The strategic significance here is straightforward: leadership transition during a bombing campaign rarely produces quick off-ramps. It often produces consolidation, purges, and a tighter coupling between regime survival and continued resistance—especially when the new leader’s legitimacy is tied to security services.

The humanitarian and evacuation picture: warnings, displacement, and fraying systems

Even as the war’s high-tech elements dominate headlines—drones, missiles, interceptors—the humanitarian indicators worsened over the same weekend.

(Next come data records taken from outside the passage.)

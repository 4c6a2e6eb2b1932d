//! Calldata builders shared by the integration tests.
//!
//! Encoding goes through [`alloy::sol_types`], so the decoder is always checked
//! against an independent ABI implementation.

use alloy::sol_types::SolCall as _;
use calldata_decoder::HexString;
use ethereum_types::U256;

alloy::sol! {
    function registerIdentities(
        uint256[8] insertionProof,
        uint256 preRoot,
        uint32 startIndex,
        uint256[] identityCommitments,
        uint256 postRoot
    ) external;

    function deleteIdentities(
        uint256[8] deletionProof,
        bytes packedDeletionIndices,
        uint256 preRoot,
        uint256 postRoot
    ) external;
}

pub const WORD: usize = 32;

fn to_alloy(it: &U256) -> alloy::primitives::U256 {
    let mut buf = [0; WORD];
    it.to_big_endian(&mut buf);
    alloy::primitives::U256::from_be_bytes(buf)
}

/// `n` distinct commitments, using the full width of a word.
pub fn commitments(n: usize) -> Vec<U256> {
    (0..n).map(|i| U256::MAX - U256::from(i as u64)).collect()
}

/// `len` packed bytes with a recognisable pattern.
pub fn packed(len: usize) -> Vec<u8> {
    (0..len).map(|i| (i % 251) as u8).collect()
}

pub fn register_identities(commitments: &[U256]) -> Vec<u8> {
    registerIdentitiesCall {
        insertionProof: [alloy::primitives::U256::from(7); 8],
        preRoot: alloy::primitives::U256::from(1),
        startIndex: 42,
        identityCommitments: commitments.iter().map(to_alloy).collect(),
        postRoot: alloy::primitives::U256::from(2),
    }
    .abi_encode()
}

pub fn delete_identities(packed_indices: &[u8]) -> Vec<u8> {
    deleteIdentitiesCall {
        deletionProof: [alloy::primitives::U256::from(7); 8],
        packedDeletionIndices: packed_indices.to_vec().into(),
        preRoot: alloy::primitives::U256::from(2),
        postRoot: alloy::primitives::U256::from(3),
    }
    .abi_encode()
}

/// A big-endian word.
pub fn word(value: U256) -> [u8; WORD] {
    let mut out = [0; WORD];
    value.to_big_endian(&mut out);
    out
}

pub fn hex_input(bytes: &[u8]) -> HexString {
    HexString::new(format!("0x{}", hex::encode(bytes)))
}

/// `bytes` with the last `by` bytes dropped.
pub fn truncated(bytes: &[u8], by: usize) -> HexString {
    hex_input(&bytes[..bytes.len() - by])
}
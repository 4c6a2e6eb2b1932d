//! `TreeChanged` events, in the shape the event source delivers them.
//!
//! ```json
//! {
//!   "args": { "preRoot": "0x…", "postRoot": "0x…", "kind": 0 },
//!   "transaction": { "input": "0x…", "hash": "0x…" },
//!   "block": { "timestamp": 1700000000, "number": 123 }
//! }
//! ```

use calldata_decoder::{HexString, TreeChangeKind};
use ethereum_types::{H256, U256};
use serde::{Deserialize, Serialize};

#[derive(Debug, Clone, PartialEq, Eq, Serialize, Deserialize)]
#[serde(rename_all = "camelCase")]
pub struct TreeChangedEvent {
    pub args: TreeChangedArgs,
    pub transaction: TransactionInfo,
    pub block: BlockInfo,
    /// Position of the log within its block.
    /// Hand-written events may leave this out.
    #[serde(default)]
    pub log_index: u64,
}

impl TreeChangedEvent {
    /// Chain order of events.
    pub fn position(&self) -> (u64, u64) {
        (self.block.number, self.log_index)
    }
}

#[derive(Debug, Clone, Copy, PartialEq, Eq, Serialize, Deserialize)]
#[serde(rename_all = "camelCase")]
pub struct TreeChangedArgs {
    pub pre_root: U256,
    pub post_root: U256,
    pub kind: TreeChangeKind,
}

#[derive(Debug, Clone, PartialEq, Eq, Serialize, Deserialize)]
pub struct TransactionInfo {
    /// Calldata of the transaction that emitted the event.
    pub input: HexString,
    pub hash: H256,
}

#[derive(Debug, Clone, Copy, PartialEq, Eq, Serialize, Deserialize)]
pub struct BlockInfo {
    pub timestamp: u64,
    pub number: u64,
}
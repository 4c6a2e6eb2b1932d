use ethereum_types::H256;

/// `registerIdentities(uint256[8],uint256,uint32,uint256[],uint256)`
pub const REGISTER_IDENTITIES_SIGNATURE: &str =
    "registerIdentities(uint256[8],uint256,uint32,uint256[],uint256)";

/// `deleteIdentities(uint256[8],bytes,uint256,uint256)`
pub const DELETE_IDENTITIES_SIGNATURE: &str = "deleteIdentities(uint256[8],bytes,uint256,uint256)";

/// Emitted by the identity manager on every root transition.
/// All three parameters are indexed, and the `TreeChange` enum is encoded as
/// `uint8`.
pub const TREE_CHANGED_SIGNATURE: &str = "TreeChanged(uint256,uint8,uint256)";

/// 0x2217b211
pub const REGISTER_IDENTITIES_SELECTOR: [u8; SELECTOR_BYTES] = [0x22, 0x17, 0xb2, 0x11];

/// 0xea10fbbe
pub const DELETE_IDENTITIES_SELECTOR: [u8; SELECTOR_BYTES] = [0xea, 0x10, 0xfb, 0xbe];

/// Width of a method selector.
pub const SELECTOR_BYTES: usize = 4;

/// Base alignment of the ABI encoding.
pub const WORD_BYTES: usize = 32;

/// Packed deletion indices are 4 bytes wide, which is 8 hex digits.
/// The deletion batch size is the declared byte length of
/// `packedDeletionIndices` divided by this width.
pub const PACKED_INDEX_HEX_WIDTH: usize = 8;

/// Computes the 4-byte method selector of a canonical function signature.
pub fn selector(signature: &str) -> [u8; SELECTOR_BYTES] {
    let hash = keccak_hash::keccak(signature.as_bytes());
    let mut out = [0; SELECTOR_BYTES];
    out.copy_from_slice(&hash.as_bytes()[..SELECTOR_BYTES]);
    out
}

/// Computes the `topic0` of a canonical event signature.
pub fn event_topic(signature: &str) -> H256 {
    keccak_hash::keccak(signature.as_bytes())
}

#[test]
fn test_register_identities_selector() {
    assert_eq!(
        REGISTER_IDENTITIES_SELECTOR,
        selector(REGISTER_IDENTITIES_SIGNATURE)
    );
}

#[test]
fn test_delete_identities_selector() {
    assert_eq!(
        DELETE_IDENTITIES_SELECTOR,
        selector(DELETE_IDENTITIES_SIGNATURE)
    );
}

#[test]
fn test_event_topic_is_full_hash() {
    let topic = event_topic(TREE_CHANGED_SIGNATURE);
    assert_eq!(
        selector(TREE_CHANGED_SIGNATURE),
        topic.as_bytes()[..SELECTOR_BYTES]
    );
}
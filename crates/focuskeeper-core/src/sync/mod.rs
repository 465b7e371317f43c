//! Cross-instance synchronization.
//!
//! Every engine tags its store writes with an instance id. A
//! [`CrossTabSynchronizer`] watches the store's change feed and reloads the
//! engine when another instance wrote.

mod instance;
mod synchronizer;

pub use instance::{new_instance_id, INSTANCE_ID_PREFIX};
pub use synchronizer::CrossTabSynchronizer;
use clap::{CommandFactory, Parser, Subcommand};
use clap_complete::Shell;
use focuskeeper_core::Config;
use tracing_subscriber::EnvFilter;

mod commands;

#[derive(Parser)]
#[command(name = "focuskeeper", version, about = "Focuskeeper focus timer CLI")]
struct Cli {
    #[command(subcommand)]
    command: Commands,
}

#[derive(Subcommand)]
enum Commands {
    /// Timer control
    Timer {
        #[command(subcommand)]
        action: commands::timer::TimerAction,
    },
    /// Configuration management
    Config {
        #[command(subcommand)]
        action: commands::config::ConfigAction,
    },
    /// Print a shell completion script
    Completions {
        shell: Shell,
    },
}

fn init_tracing(default_level: &str) {
    let filter = EnvFilter::try_from_env("FOCUSKEEPER_LOG")
        .unwrap_or_else(|_| EnvFilter::new(default_level));
    tracing_subscriber::fmt()
        .with_env_filter(filter)
        .with_writer(std::io::stderr)
        .with_target(false)
        .init();
}

fn main() {
    let cli = Cli::parse();
    let config = Config::load_or_default();
    init_tracing(&config.logging.level);

    let result = match cli.command {
        Commands::Timer { action } => commands::timer::run(action, &config),
        Commands::Config { action } => commands::config::run(action),
        Commands::Completions { shell } => {
            clap_complete::generate(shell, &mut Cli::command(), "focuskeeper", &mut std::io::stdout());
            Ok(())
        }
    };

    if let Err(e) = result {
        eprintln!("error: {e}");
        std::process::exit(1);
    }
}
//! Wall-clock projections.
//!
//! Remaining and elapsed time are always derived from an absolute anchor and
//! the current instant, never from a count of delivered ticks. Any observer
//! holding the same anchor computes the same value.

use super::mode::STOPWATCH_CAP_SECS;

/// Seconds left until `target_ms`, rounded to the nearest second, floored at 0.
pub fn countdown_left(target_ms: i64, now_ms: i64) -> u64 {
    round_secs(target_ms.saturating_sub(now_ms))
}

/// Seconds elapsed since `start_ms`, rounded, clamped to the stopwatch cap.
///
/// A clock that moved backwards past the anchor yields 0.
pub fn stopwatch_elapsed(start_ms: i64, now_ms: i64) -> u64 {
    round_secs(now_ms.saturating_sub(start_ms)).min(STOPWATCH_CAP_SECS)
}

fn round_secs(diff_ms: i64) -> u64 {
    if diff_ms <= 0 {
        return 0;
    }
    ((diff_ms as u64) + 500) / 1000
}
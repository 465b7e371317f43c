//! Wall-clock abstraction.

use chrono::{DateTime, TimeZone, Utc};
use std::sync::atomic::{AtomicI64, Ordering};
use std::sync::Arc;

pub trait Clock: Send + Sync {
    /// Milliseconds since the Unix epoch.
    fn now_ms(&self) -> i64;

    fn now(&self) -> DateTime<Utc> {
        to_datetime(self.now_ms())
    }
}

/// Reads the operating system clock.
#[derive(Debug, Default, Clone, Copy)]
pub struct SystemClock;

impl Clock for SystemClock {
    fn now_ms(&self) -> i64 {
        Utc::now().timestamp_millis()
    }
}

/// A clock that only moves when told to. Clones share the same instant, so a
/// test can hold one handle while engines hold others.
#[derive(Debug, Clone, Default)]
pub struct ManualClock {
    now_ms: Arc<AtomicI64>,
}

impl ManualClock {
    pub fn new(start_ms: i64) -> Self {
        Self {
            now_ms: Arc::new(AtomicI64::new(start_ms)),
        }
    }

    pub fn advance_secs(&self, secs: i64) {
        self.now_ms.fetch_add(secs * 1000, Ordering::SeqCst);
    }

    pub fn advance(&self, by: chrono::Duration) {
        self.now_ms.fetch_add(by.num_milliseconds(), Ordering::SeqCst);
    }
}

impl Clock for ManualClock {
    fn now_ms(&self) -> i64 {
        self.now_ms.load(Ordering::SeqCst)
    }
}

/// Epoch milliseconds to a UTC timestamp; out-of-range values map to the epoch.
pub fn to_datetime(ms: i64) -> DateTime<Utc> {
    Utc.timestamp_millis_opt(ms)
        .single()
        .unwrap_or(DateTime::<Utc>::UNIX_EPOCH)
}
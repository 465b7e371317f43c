//! The persisted timer aggregate and its key-by-key storage layout.

use serde::de::DeserializeOwned;
use serde::{Deserialize, Serialize};

use super::mode::{TimerMode, CYCLE_LENGTH, MANUAL_DURATION_MAX, STOPWATCH_CAP_SECS};
use super::projection::{countdown_left, stopwatch_elapsed};
use crate::error::StoreError;
use crate::session::SessionRecord;
use crate::storage::PersistentStore;

/// Store keys. Each field of [`TimerState`] lives under its own key.
pub mod keys {
    pub const MODE: &str = "mode";
    pub const TIME_LEFT: &str = "timeLeft";
    pub const TARGET_TIME: &str = "targetTime";
    pub const START_TIME: &str = "startTime";
    pub const IS_ACTIVE: &str = "isActive";
    pub const CYCLE_NUMBER: &str = "cycleNumber";
    pub const SESSIONS_COMPLETED: &str = "sessionsCompleted";
    pub const SUBJECT: &str = "subject";
    pub const TASK_ID: &str = "taskId";
    pub const LAST_UPDATE: &str = "lastUpdate";
    pub const PENDING_SESSION: &str = "pendingSession";
    pub const SESSION_ID: &str = "sessionId";
    pub const SESSION_STARTED_AT: &str = "sessionStartedAt";
    pub const PLANNED_DURATION: &str = "plannedDuration";
}

#[derive(Debug, Clone, PartialEq, Eq, Serialize, Deserialize)]
#[serde(rename_all = "camelCase")]
pub struct TimerState {
    pub mode: TimerMode,
    pub is_active: bool,
    /// Epoch ms at which an active countdown reaches zero.
    pub target_time: Option<i64>,
    /// Epoch ms anchor of an active stopwatch, shifted back by time already counted.
    pub start_time: Option<i64>,
    /// Seconds left (countdown) or elapsed (stopwatch). A cached projection
    /// while active, authoritative while inactive.
    pub time_left: u64,
    pub cycle_number: u8,
    pub sessions_completed: u64,
    pub subject: Option<String>,
    pub task_id: Option<String>,
    pub last_update: i64,
    pub pending_session: Option<SessionRecord>,
    /// Id of the run in flight (started and not yet ended).
    pub session_id: Option<String>,
    /// Epoch ms at which the run in flight first started.
    pub session_started_at: Option<i64>,
    /// Seconds the current countdown run was planned for.
    pub planned_duration: u64,
}

impl Default for TimerState {
    fn default() -> Self {
        let mode = TimerMode::Focus;
        Self {
            mode,
            is_active: false,
            target_time: None,
            start_time: None,
            time_left: mode.nominal_secs(),
            cycle_number: 1,
            sessions_completed: 0,
            subject: None,
            task_id: None,
            last_update: 0,
            pending_session: None,
            session_id: None,
            session_started_at: None,
            planned_duration: mode.nominal_secs(),
        }
    }
}

impl TimerState {
    /// Read every key from `store`, falling back field by field to defaults.
    /// Never fails: unreadable or malformed values are logged and replaced.
    pub fn load(store: &dyn PersistentStore) -> Self {
        let mode: TimerMode = read(store, keys::MODE).unwrap_or(TimerMode::Focus);
        let nominal = mode.nominal_secs();

        let max_planned = if mode.is_countdown() {
            u64::from(MANUAL_DURATION_MAX) * 60
        } else {
            0
        };
        let planned_duration = bounded(
            read(store, keys::PLANNED_DURATION),
            keys::PLANNED_DURATION,
            max_planned,
        )
        .unwrap_or(nominal);
        let max_time_left = if mode.is_countdown() {
            planned_duration
        } else {
            STOPWATCH_CAP_SECS
        };
        let time_left = bounded(read(store, keys::TIME_LEFT), keys::TIME_LEFT, max_time_left)
            .unwrap_or(planned_duration);

        let mut state = Self {
            mode,
            is_active: read(store, keys::IS_ACTIVE).unwrap_or(false),
            target_time: read(store, keys::TARGET_TIME),
            start_time: read(store, keys::START_TIME),
            time_left,
            cycle_number: read(store, keys::CYCLE_NUMBER)
                .filter(|c| (1..=CYCLE_LENGTH).contains(c))
                .unwrap_or(1),
            sessions_completed: read(store, keys::SESSIONS_COMPLETED).unwrap_or(0),
            subject: read(store, keys::SUBJECT),
            task_id: read(store, keys::TASK_ID),
            last_update: read(store, keys::LAST_UPDATE).unwrap_or(0),
            pending_session: read(store, keys::PENDING_SESSION),
            session_id: read(store, keys::SESSION_ID),
            session_started_at: read(store, keys::SESSION_STARTED_AT),
            planned_duration,
        };

        // Only the anchor belonging to the current mode is meaningful.
        if mode.is_countdown() {
            state.start_time = None;
        } else {
            state.target_time = None;
        }
        if !state.is_active {
            state.target_time = None;
            state.start_time = None;
        } else if state.target_time.is_none() && state.start_time.is_none() {
            tracing::warn!(?mode, "active timer persisted without an anchor, treating as paused");
            state.is_active = false;
        }
        state
    }

    /// Write every key. `lastUpdate` goes last so a reader that sees the new
    /// value also sees the rest of the write.
    pub fn save(&self, store: &dyn PersistentStore, origin: &str) -> Result<(), StoreError> {
        write(store, origin, keys::MODE, &self.mode)?;
        write(store, origin, keys::IS_ACTIVE, &self.is_active)?;
        write(store, origin, keys::TARGET_TIME, &self.target_time)?;
        write(store, origin, keys::START_TIME, &self.start_time)?;
        write(store, origin, keys::TIME_LEFT, &self.time_left)?;
        write(store, origin, keys::CYCLE_NUMBER, &self.cycle_number)?;
        write(store, origin, keys::SESSIONS_COMPLETED, &self.sessions_completed)?;
        write(store, origin, keys::SUBJECT, &self.subject)?;
        write(store, origin, keys::TASK_ID, &self.task_id)?;
        write(store, origin, keys::PENDING_SESSION, &self.pending_session)?;
        write(store, origin, keys::SESSION_ID, &self.session_id)?;
        write(store, origin, keys::SESSION_STARTED_AT, &self.session_started_at)?;
        write(store, origin, keys::PLANNED_DURATION, &self.planned_duration)?;
        write(store, origin, keys::LAST_UPDATE, &self.last_update)
    }

    /// Refresh `time_left` from the active anchor. No-op while inactive.
    pub fn project(&mut self, now_ms: i64) {
        if !self.is_active {
            return;
        }
        match (self.mode.is_countdown(), self.target_time, self.start_time) {
            (true, Some(target), _) => {
                self.time_left = countdown_left(target, now_ms).min(self.planned_duration)
            }
            (false, _, Some(start)) => self.time_left = stopwatch_elapsed(start, now_ms),
            _ => {}
        }
    }

    /// Seconds of the current run already spent, as of the last projection.
    pub fn elapsed_secs(&self) -> u64 {
        if self.mode.is_countdown() {
            self.planned_duration.saturating_sub(self.time_left)
        } else {
            self.time_left
        }
    }

    pub fn run_in_flight(&self) -> bool {
        self.session_id.is_some()
    }
}

fn read<T: DeserializeOwned>(store: &dyn PersistentStore, key: &str) -> Option<T> {
    let raw = match store.get(key) {
        Ok(Some(raw)) => raw,
        Ok(None) => return None,
        Err(e) => {
            tracing::warn!(key, error = %e, "failed to read persisted timer field");
            return None;
        }
    };
    match serde_json::from_str::<Option<T>>(&raw) {
        Ok(value) => value,
        Err(e) => {
            tracing::warn!(key, value = %raw, error = %e, "ignoring malformed persisted timer field");
            None
        }
    }
}

/// Drop a persisted count of seconds above `max`.
fn bounded(value: Option<u64>, key: &str, max: u64) -> Option<u64> {
    match value {
        Some(secs) if secs > max => {
            tracing::warn!(key, secs, max, "ignoring out-of-range persisted timer field");
            None
        }
        other => other,
    }
}

fn write<T: Serialize>(
    store: &dyn PersistentStore,
    origin: &str,
    key: &str,
    value: &T,
) -> Result<(), StoreError> {
    // Plain data types always serialize.
    let raw = serde_json::to_string(value).unwrap_or_else(|_| "null".to_string());
    store.set(key, &raw, origin)
}
// Instance IDs tag every store write so a window can tell its own writes
// from another window's.
// Format: "tab-<uuid>"

use uuid::Uuid;

pub const INSTANCE_ID_PREFIX: &str = "tab-";

/// Fresh identifier for one engine instance. Not persisted: a reopened
/// window is a new instance.
pub fn new_instance_id() -> String {
    format!("{}{}", INSTANCE_ID_PREFIX, Uuid::new_v4())
}
use clap::Subcommand;
use focuskeeper_core::Config;

#[derive(Subcommand)]
pub enum ConfigAction {
    /// Get a config value
    Get {
        /// Config key (e.g. "backend.base_url", "timer.tick_interval_ms")
        key: String,
    },
    /// Set a config value
    Set {
        /// Config key
        key: String,
        /// New value
        value: String,
    },
    /// Print the whole config as JSON
    Show,
    /// Print the config file location
    Path,
    /// Reset config to defaults
    Reset,
}

pub fn run(action: ConfigAction) -> Result<(), Box<dyn std::error::Error>> {
    match action {
        ConfigAction::Get { key } => {
            let config = Config::load()?;
            match config.get(&key) {
                Some(value) => println!("{value}"),
                None => return Err(format!("unknown key: {key}").into()),
            }
        }
        ConfigAction::Set { key, value } => {
            let mut config = Config::load()?;
            config.set(&key, &value)?;
            config.save()?;
            println!("ok");
        }
        ConfigAction::Show => {
            let config = Config::load()?;
            println!("{}", serde_json::to_string_pretty(&config)?);
        }
        ConfigAction::Path => {
            println!("{}", Config::path()?.display());
        }
        ConfigAction::Reset => {
            Config::default().save()?;
            println!("config reset to defaults");
        }
    }
    Ok(())
}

The U.N. refugee agency called the regional situation a “major humanitarian emergency,” citing nearly 100,000 displaced within Lebanon and about 100,000 displaced within Iran in the early stages of the conflict. WHO officials also warned about water and sanitation risks for displaced populations.

Meanwhile, evacuation and mobility became a story in their own right. Reuters reporting on U.S. evacuation efforts described internal delays in authorizing embassy drawdowns in several Gulf countries after the war began.

“We are working 24/7 and have contingency plans ready to go and implement when needed, including the ability to immediately activate the task force, which was done here,” State Department spokesperson Tommy Pigott said in a statement to Reuters.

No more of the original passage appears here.